Nick Morton (Cruise) and Chris Vail (Johnson) are two American soldiers who have a nice scam going: they draw out ISIS terrorists to ancient archaeological sites and then loot the area and sell artifacts on the black market. When the latest site puts up more resistance than usual, a drone strike opens a hole into the ground that appears to hide an ancient Egyptian tomb. Hired treasure protector Jenny Halsey (Wallis) arrives to take control of the site, barking orders to everyone. Nick inadvertently causes a scary looking sarcophagus to arise out of the ground. Little does he know that that puts a curse on him from Ahmanet (Boutella), the Egyptian priestess buried there, and she has special plans for him.
Calling this a remake/reboot/reimagining/re-whatever of the "Mummy" franchise that started in 1999 is a mistake. Apart from one blink-and-you'll-miss-it reference, this movie carves out its own identity and seeks to stand on its own. Gone are the pulpy adventure and quirky humor of the movies starring Brendan Fraser. This is a much darker film that leans more towards horror. Or at least it would if Tom Cruise didn't mug the camera acting like he's in an SNL skit.
Tom Cruise can be a charming and versatile actor, but either he's miscast, trying to salvage a badly written role, or simply not trying. It's as if he's wandered in from a sequel to the aforementioned adventure series.
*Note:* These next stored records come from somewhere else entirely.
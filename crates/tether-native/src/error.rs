use thiserror::Error;

/// Failures the native module reports across the boundary.
#[derive(Debug, Error, PartialEq, Eq)]
pub enum NativeError {
    /// The host was built against a different ABI revision.
    #[error("host ABI version {host} is not supported by module ABI version {module}")]
    AbiMismatch {
        /// Revision passed in by the host.
        host: u32,
        /// Revision this module implements.
        module: u32,
    },
}

/// Result type for native operations.
pub type NativeResult<T> = Result<T, NativeError>;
Even taking that into account, there's no calling his performance anything less than embarrassing. And in his mid-50's, isn't he a little old for this sort of thing? Cruise is beginning to look his age, and methinks he should leave the stunts to someone younger and concentrate on his skills as an actor. His co-star Annabelle Wallis isn't much better. Her acting has not improved since her one-dimensional turn in "Annabelle," and as a result she blends into the background. Her chemistry with Cruise is so non-existent that I was unaware that they were supposed to have any feelings for each other until the very end. Sofia Boutella doesn't have much to do other than look creepy, something that she accomplishes (make-up and CGI help). Russell Crowe appears to be slumming for a hefty paycheck. Only Jake Johnson is entertaining to watch (as usual), but he's just a minor character.
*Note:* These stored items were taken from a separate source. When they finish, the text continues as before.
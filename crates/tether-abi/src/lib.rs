//! Raw C ABI for the Tether native module.
//!
//! This crate defines the lowest-level contract between the compiled native
//! module (`tether-native`) and the host binding (`tether-binding`). Nothing
//! here is safe to call directly: every type is `#[repr(C)]`, every function
//! pointer is `unsafe extern "C"`, and every byte buffer must be released by
//! the module that allocated it.
//!
//! All ergonomic typing (strings, structured results, error enums) is handled
//! entirely by the binding layer.

#![allow(unsafe_code)]
#![deny(clippy::all)]
#![warn(unreachable_pub)]
#![deny(clippy::unwrap_used)]
#![cfg_attr(test, allow(clippy::unwrap_used))]

mod buffer;
mod manifest;

pub use buffer::BufferFFI;
pub use manifest::{ManifestFFI, OperationFFI, TypeTag};

/// ABI revision implemented by this crate.
///
/// Bumped whenever a symbol signature, a `#[repr(C)]` layout or the meaning of
/// a status code changes. The host passes its revision to
/// [`INIT_SYMBOL`] and the module refuses to initialize on mismatch.
pub const ABI_VERSION: u32 = 1;

/// Base name of the native library, without platform prefix or extension.
pub const LIBRARY_NAME: &str = "tether_native";

// ---------------------------------------------------------------------------
// Status codes
// ---------------------------------------------------------------------------

/// The call completed and the output buffer holds its result.
pub const STATUS_OK: i32 = 0;
/// The operation failed; the output buffer holds a UTF-8 message.
pub const STATUS_CALL_ERROR: i32 = -1;
/// The operation panicked; the output buffer holds the panic payload if it was a string.
pub const STATUS_PANIC: i32 = -2;
/// A pointer argument was null or otherwise unusable.
pub const STATUS_INVALID_ARGUMENT: i32 = -3;

// ---------------------------------------------------------------------------
// Exported symbols
// ---------------------------------------------------------------------------

/// `tether_module_manifest`: returns a pointer to a static [`ManifestFFI`].
pub const MANIFEST_SYMBOL: &str = "tether_module_manifest";
/// `tether_module_init`: one-time initialization, called before any operation.
pub const INIT_SYMBOL: &str = "tether_module_init";
/// `tether_hello`: the placeholder operation.
pub const HELLO_SYMBOL: &str = "tether_hello";
/// `tether_buffer_free`: releases a buffer allocated by the module.
pub const BUFFER_FREE_SYMBOL: &str = "tether_buffer_free";

/// Signature of [`MANIFEST_SYMBOL`].
///
/// The returned pointer references data with `'static` lifetime inside the
/// module and must never be freed by the caller.
pub type ManifestFn = unsafe extern "C" fn() -> *const ManifestFFI;

/// Signature of [`INIT_SYMBOL`].
///
/// Returns [`STATUS_OK`] on success. On failure `error` receives a UTF-8
/// message that the caller releases through [`BufferFreeFn`].
pub type InitFn = unsafe extern "C" fn(host_abi_version: u32, error: *mut BufferFFI) -> i32;

/// Signature of [`HELLO_SYMBOL`].
///
/// On [`STATUS_OK`] `out` receives UTF-8 text; on any other status it
/// receives a UTF-8 message. Either way the caller owns the buffer.
pub type HelloFn = unsafe extern "C" fn(out: *mut BufferFFI) -> i32;

/// Signature of [`BUFFER_FREE_SYMBOL`].
pub type BufferFreeFn = unsafe extern "C" fn(buffer: BufferFFI);

#[cfg(test)]
mod tests {
    use super::*;

    #[test]
    fn status_codes_are_stable() {
        assert_eq!(STATUS_OK, 0);
        assert_eq!(STATUS_CALL_ERROR, -1);
        assert_eq!(STATUS_PANIC, -2);
        assert_eq!(STATUS_INVALID_ARGUMENT, -3);
    }

    #[test]
    fn symbol_names_share_prefix() {
        for symbol in [MANIFEST_SYMBOL, INIT_SYMBOL, HELLO_SYMBOL, BUFFER_FREE_SYMBOL] {
            assert!(symbol.starts_with("tether_"), "{symbol}");
            assert!(!symbol.contains('\0'));
        }
    }
}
I really wish that studios would stop giving big budget movies to untried directors. Occasionally, that works, such as with Patty Jenkins and the much more entertaining "Wonder Woman" movie. Those are rare exceptions, and most such movies end up being bombs like "47 Ronin." To be fair to Alex Kurtzman (who did direct the low-budget drama "People Like Us" five years ago), this isn't an awful movie, but if Universal wants to get Dark Universe off to a good start, why not invest in a real script with a real filmmaker. This is a movie for someone like James Wan, who has proven that he can handle both action ("Furious 7") and horror (everything else). Kurtzman doesn't know what this movie should be (the half dozen credited screenwriters could be to blame), and as a result the film doesn't work. It's not scary, it's not thrilling and it's not fun.
Universal has made a huge investment and is desperate to get a piece of the "universe" pie, so unless this turns out to be a bomb of epic proportions (doubtful), it's a safe bet that we will be seeing more of the Dark Universe. I just hope the movies will improve in quality.